The western third of Segment 16 mostly follows unpaved forest roads through the 161,000-acre Croatan, one of four national forests in North Carolina. These very lightly traveled roads—some are even gated to exclude vehicles—provide surprising and delightful solitude. Although small by national forest standards, the Croatan is a very special place—home to many rare natural communities and native species of plants and wildlife.
The center of the forest is largely pocosin, nearly impenetrable upland swamp with brushy vegetation that is home to many species, including black bear. The trail, therefore, skirts the pocosins to the south—following sandy ridges that support a longleaf pine forest that is being managed to increase the population of endangered Red-cockaded Woodpeckers. When Europeans first settled the Americas, longleaf pine forests were the predominant ecosystem in the southeast, but they are now considered globally rare.
The star attraction of this segment, the easternmost 23 miles, is the Neusiok Trail, the longest hiking path in eastern North Carolina. The Neusiok, which marks its 50th birthday in 2023, was built and is maintained by the Carteret County Wildlife Club with help from the United States Forest Service. The western (northern) end is at Pine Cliff Recreation Area on the Neuse River, and the trail continues to Oyster Point Campground on the Newport River.

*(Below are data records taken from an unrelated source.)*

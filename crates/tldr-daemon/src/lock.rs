//! Single-instance guarantee (C9): an OS-level exclusive advisory lock on a
//! deterministic per-project file. A second daemon for the same project
//! fails to acquire it and exits cleanly rather than racing the first.

use std::fs::{File, OpenOptions};
use std::io;
use std::path::Path;

use fs2::FileExt;

pub struct SingleInstanceLock {
    file: File,
}

impl SingleInstanceLock {
    /// Attempts to acquire the lock at `path`, creating the file and its
    /// parent directory if needed. `Ok(None)` means another process already
    /// holds it — not an error, the caller's job is to exit cleanly with
    /// "already running".
    pub fn try_acquire(path: &Path) -> io::Result<Option<Self>> {
        if let Some(parent) = path.parent() {
            std::fs::create_dir_all(parent)?;
        }
        let file = OpenOptions::new().create(true).write(true).open(path)?;
        match file.try_lock_exclusive() {
            Ok(()) => Ok(Some(Self { file })),
            Err(e) if e.kind() == io::ErrorKind::WouldBlock => Ok(None),
            Err(e) => Err(e),
        }
    }

    pub fn release(self) -> io::Result<()> {
        FileExt::unlock(&self.file)
    }
}

#[cfg(test)]
mod tests {
    use super::*;

    #[test]
    fn test_second_acquire_on_same_path_fails() {
        let dir = tempfile::tempdir().unwrap();
        let path = dir.path().join("daemon.lock");

        let first = SingleInstanceLock::try_acquire(&path).unwrap();
        assert!(first.is_some());

        let second = SingleInstanceLock::try_acquire(&path).unwrap();
        assert!(second.is_none());
    }

    #[test]
    fn test_acquire_after_release_succeeds() {
        let dir = tempfile::tempdir().unwrap();
        let path = dir.path().join("daemon.lock");

        let first = SingleInstanceLock::try_acquire(&path).unwrap().unwrap();
        first.release().unwrap();

        let second = SingleInstanceLock::try_acquire(&path).unwrap();
        assert!(second.is_some());
    }
}
//! Shared data model: the concrete fact types extraction produces, plus the
//! CFG/DFG/PDG graph types built from them.

pub mod cfg;
pub mod dfg;
pub mod error;
pub mod facts;
pub mod pdg;
mod span;

pub use cfg::{CFGBlock, CFGBlockKind, CFGEdge, CFGEdgeKind, CFGInfo};
pub use dfg::{DataflowEdge, DFGInfo, RefType, VarRef};
pub use error::{CoreError, ErrorKind, Result};
pub use facts::{
    CallEdge, ClassFact, FileFacts, FunctionFact, ImportFact, ImportKind, ResolvedEdge,
};
pub use pdg::{DepType, PDGEdge, PDGInfo};
pub use span::{Location, Span};

pub use crate::shared::ports::language::Language;
pub use serde_json::Value;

Between are pine forests and cypress swamps, boot-grabbing bogs and sandy beach, salt marsh and more pocosins. Hikers may encounter black bear, alligator, bald eagles, and several species of poisonous snakes. Boardwalks in many of the boggiest areas, and three primitive camping shelters, make this trail a great backpacking experience.
Much of the Neusiok was badly damaged by Hurricane Florence in September 2018, and part of the original route remains impassible. We, along with the Carteret County Wildlife Club, have developed a new, slightly longer route that provides much the same experience.
This forest is a wet place. Particularly after a rain, hikers should expect to encounter puddles and ponds on the roads and to be ready to cross hardwood wetlands that follow meandering, blackwater streams. Hikers will be rewarded, however, with views of huge bald cypress trees and possibly an alligator, songbirds like the prothonotary warbler, and many other species.
In between the trails and forest roads of the Croatan, the trail route takes hikers through the little town of Newport, named for the Newport River, and past the Newport Historical Museum and its park commemorating an 1864 Civil War battle over the Newport Barracks. The town of Havelock, just north of Newport, is home to the Marine Corps Air Station at Cherry Point.